====== THE RECORDS

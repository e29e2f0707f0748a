//! Host capability checks, done once at startup.
//!
//! The result is a [`Toolchain`] with resolved program paths which is then passed to the merge, so
//! nothing downstream looks at `PATH` again.

use std::ffi::OsStr;
use std::path::PathBuf;
use crate::error::{Error, Result};

/// Default program used for concatenation
pub const FFMPEG: &str = "ffmpeg";

/// Default program used to set birth time
pub const SETFILE: &str = "SetFile";

/// Resolved external programs
#[derive(Debug, Clone, PartialEq, Eq)]
pub struct Toolchain {
    pub ffmpeg: PathBuf,
    pub setfile: PathBuf,
}

impl Toolchain {
    /// Use the programs as they are, without any checks
    pub fn new(ffmpeg: impl Into<PathBuf>, setfile: impl Into<PathBuf>) -> Self {
        Self {
            ffmpeg: ffmpeg.into(),
            setfile: setfile.into(),
        }
    }
}

/// Verify the platform supports birth times and both programs can be found
pub fn check_requirements(ffmpeg: impl AsRef<OsStr>, setfile: impl AsRef<OsStr>) -> Result<Toolchain> {
    check_platform()?;

    let ffmpeg = resolve_program(
        ffmpeg.as_ref(),
        "Please install it using Homebrew:\n\nbrew install ffmpeg",
    )?;

    let setfile = resolve_program(
        setfile.as_ref(),
        "Please install Command Line Tools:\n\nxcode-select --install",
    )?;

    tracing::debug!(?ffmpeg, ?setfile, "Requirements met");

    Ok(Toolchain { ffmpeg, setfile })
}

fn check_platform() -> Result<()> {
    if cfg!(target_os = "macos") {
        Ok(())
    } else {
        Err(Error::requirement(
            "this program is designed to run on macOS",
            "Setting file birth time requires SetFile which is only available on macOS",
        ))
    }
}

/// Find program on `PATH`, or check it directly if it is a path
fn resolve_program(program: &OsStr, hint: &str) -> Result<PathBuf> {
    which::which(program).map_err(|x| {
        tracing::debug!("Could not resolve {:?}: {}", program, x);
        Error::requirement(format!("{} is not installed", program.to_string_lossy()), hint)
    })
}

#[cfg(test)]
mod tests {
    use std::ffi::OsStr;
    use super::*;

    #[cfg(unix)]
    #[test]
    fn resolve_program_on_path() {
        let sh = resolve_program(OsStr::new("sh"), "").unwrap();
        assert!(sh.is_absolute());
        assert!(sh.ends_with("sh"));
    }

    #[test]
    fn resolve_missing_program_has_hint() {
        match resolve_program(OsStr::new("chmerge-no-such-program"), "install it") {
            Err(Error::RequirementUnmet { requirement, hint }) => {
                assert_eq!(requirement, "chmerge-no-such-program is not installed");
                assert_eq!(hint, "install it");
            },
            x => panic!("expected unmet requirement, got {:?}", x),
        }
    }

    #[cfg(not(target_os = "macos"))]
    #[test]
    fn other_platforms_are_rejected() {
        assert!(matches!(
            check_requirements(FFMPEG, SETFILE),
            Err(Error::RequirementUnmet { .. })
        ));
    }
}
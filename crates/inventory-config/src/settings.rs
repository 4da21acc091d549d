//! Validated settings

use crate::schema::RawConfig;
use inventory_util::{IdPolicy, expand_tilde};
use std::path::PathBuf;

/// Validated settings ready for use by the CLI
#[derive(Debug, Clone, Default)]
pub struct Settings {
    pub store: StoreSettings,

    /// Default log filter. None leaves the choice to the caller.
    pub log_level: Option<String>,
}

impl Settings {
    /// Convert from raw config (after validation)
    pub fn from_raw(raw: RawConfig) -> Self {
        Self {
            store: StoreSettings {
                path: raw.store.path.map(expand_tilde),
                id_policy: raw.store.id_policy.unwrap_or_default(),
                lock: raw.store.lock.unwrap_or(true),
            },
            log_level: raw.logging.level.map(|l| l.to_ascii_lowercase()),
        }
    }
}

/// Store settings
#[derive(Debug, Clone)]
pub struct StoreSettings {
    /// Configured store path. None means use the default path.
    pub path: Option<PathBuf>,
    pub id_policy: IdPolicy,
    pub lock: bool,
}

impl Default for StoreSettings {
    fn default() -> Self {
        Self {
            path: None,
            id_policy: IdPolicy::Sequential,
            lock: true,
        }
    }
}

#[cfg(test)]
mod tests {
    use super::*;

    #[test]
    fn defaults_when_sections_missing() {
        let raw: RawConfig = toml::from_str("config_version = 1").unwrap();
        let settings = Settings::from_raw(raw);
        assert!(settings.store.path.is_none());
        assert_eq!(settings.store.id_policy, IdPolicy::Sequential);
        assert!(settings.store.lock);
        assert!(settings.log_level.is_none());
    }

    #[test]
    fn absolute_path_is_kept() {
        let raw: RawConfig = toml::from_str(
            r#"
            config_version = 1
            [store]
            path = "/srv/cellar.csv"
            "#,
        )
        .unwrap();
        let settings = Settings::from_raw(raw);
        assert_eq!(settings.store.path, Some(PathBuf::from("/srv/cellar.csv")));
    }

    #[test]
    fn level_is_lowercased() {
        let raw: RawConfig = toml::from_str(
            r#"
            config_version = 1
            [logging]
            level = "Info"
            "#,
        )
        .unwrap();
        assert_eq!(Settings::from_raw(raw).log_level.as_deref(), Some("info"));
    }
}
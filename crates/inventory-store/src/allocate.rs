//! Id assignment for new items

use inventory_util::{IdPolicy, ItemId};
use rand::Rng;
use std::collections::HashSet;
use std::ops::Range;

use crate::{StoreError, StoreResult};

/// Range random ids are drawn from
pub const RANDOM_ID_RANGE: Range<u64> = 1000..9999;

/// Draws attempted before a random allocation gives up
pub const RANDOM_ID_ATTEMPTS: usize = 32;

/// Pick an id not present in `existing`.
///
/// `existing` must hold every id in the store, and the caller must hold the
/// store's write lock until the new row is appended.
pub fn allocate_id<R: Rng>(
    policy: IdPolicy,
    existing: &HashSet<ItemId>,
    rng: &mut R,
) -> StoreResult<ItemId> {
    match policy {
        IdPolicy::Sequential => next_sequential(existing),
        IdPolicy::Random => next_random(existing, rng),
    }
}

fn next_sequential(existing: &HashSet<ItemId>) -> StoreResult<ItemId> {
    match existing.iter().max() {
        None => Ok(ItemId::FIRST),
        Some(max) => max.successor().ok_or(StoreError::DuplicateId(*max)),
    }
}

fn next_random<R: Rng>(existing: &HashSet<ItemId>, rng: &mut R) -> StoreResult<ItemId> {
    let mut candidate = ItemId::FIRST;
    for attempt in 1..=RANDOM_ID_ATTEMPTS {
        candidate = ItemId::new(rng.gen_range(RANDOM_ID_RANGE));
        if !existing.contains(&candidate) {
            return Ok(candidate);
        }
        tracing::debug!(candidate = %candidate, attempt, "Random id collided, redrawing");
    }

    Err(StoreError::DuplicateId(candidate))
}
//! Shared utilities for the inventory store
//!
//! This crate provides:
//! - ID types (ItemId)
//! - Wall-clock helpers for `date_added` timestamps
//! - Default paths for the store file and configuration

mod ids;
mod paths;
mod time;

pub use ids::*;
pub use paths::*;
pub use time::*;
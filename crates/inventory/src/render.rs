//! Plain-text rendering of store results

use inventory_store::{Added, Health, Record, Summary};
use std::fmt::Write;

pub fn added(added: &Added) -> String {
    format!("✓ Added {} (id {})", added.name, added.id)
}

/// One line per record: name, quantity and location
pub fn records(records: &[Record]) -> String {
    if records.is_empty() {
        return "  (no items)".to_string();
    }

    let mut out = String::new();
    for r in records {
        let _ = writeln!(
            out,
            "  [{}] {} - {}x ({}) [{}]",
            r.id, r.name, r.quantity, r.location, r.category
        );
    }
    out.truncate(out.trim_end().len());
    out
}

/// One line per search hit: name, quantity and notes
pub fn matches(records: &[Record]) -> String {
    if records.is_empty() {
        return "  (no matches)".to_string();
    }

    let mut out = String::new();
    for r in records {
        let _ = writeln!(out, "  - {} ({}x) - {}", r.name, r.quantity, r.notes);
    }
    out.truncate(out.trim_end().len());
    out
}

pub fn summary(summary: &Summary) -> String {
    let mut out = String::new();
    let _ = writeln!(out, "  Total Items: {}", summary.total_items);
    let _ = writeln!(out, "  Categories: {}", summary.categories);
    for (category, qty) in &summary.by_category {
        let _ = writeln!(out, "    - {}: {}", category, qty);
    }
    if !summary.items.is_empty() {
        let _ = writeln!(out, "  First items:");
        for r in &summary.items {
            let _ = writeln!(
                out,
                "    {} - {}x ({}), added {}",
                r.name,
                r.quantity,
                r.location,
                inventory_util::format_datetime_full(&r.date_added)
            );
        }
    }
    out.truncate(out.trim_end().len());
    out
}

pub fn health(health: &Health) -> String {
    if health.is_healthy() {
        return format!("✓ Store is healthy ({} records)", health.records);
    }

    let mut out = String::new();
    let _ = writeln!(
        out,
        "✗ Store has problems ({} good records)",
        health.records
    );
    if !health.corrupt.is_empty() {
        let _ = writeln!(out, "Corrupt rows ({}):", health.corrupt.len());
        for row in &health.corrupt {
            let _ = writeln!(out, "  - line {}: {}", row.line, row.reason);
        }
    }
    if !health.duplicate_ids.is_empty() {
        let ids: Vec<String> = health.duplicate_ids.iter().map(|id| id.to_string()).collect();
        let _ = writeln!(out, "Duplicate ids: {}", ids.join(", "));
    }
    out.truncate(out.trim_end().len());
    out
}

============

• _EXERCISE REQUIREMENTS_:
Number of lines containing the word "DuplicateId" in the material above: report this figure and nothing more.

• _REPLY TO THE EXERCISE_:
2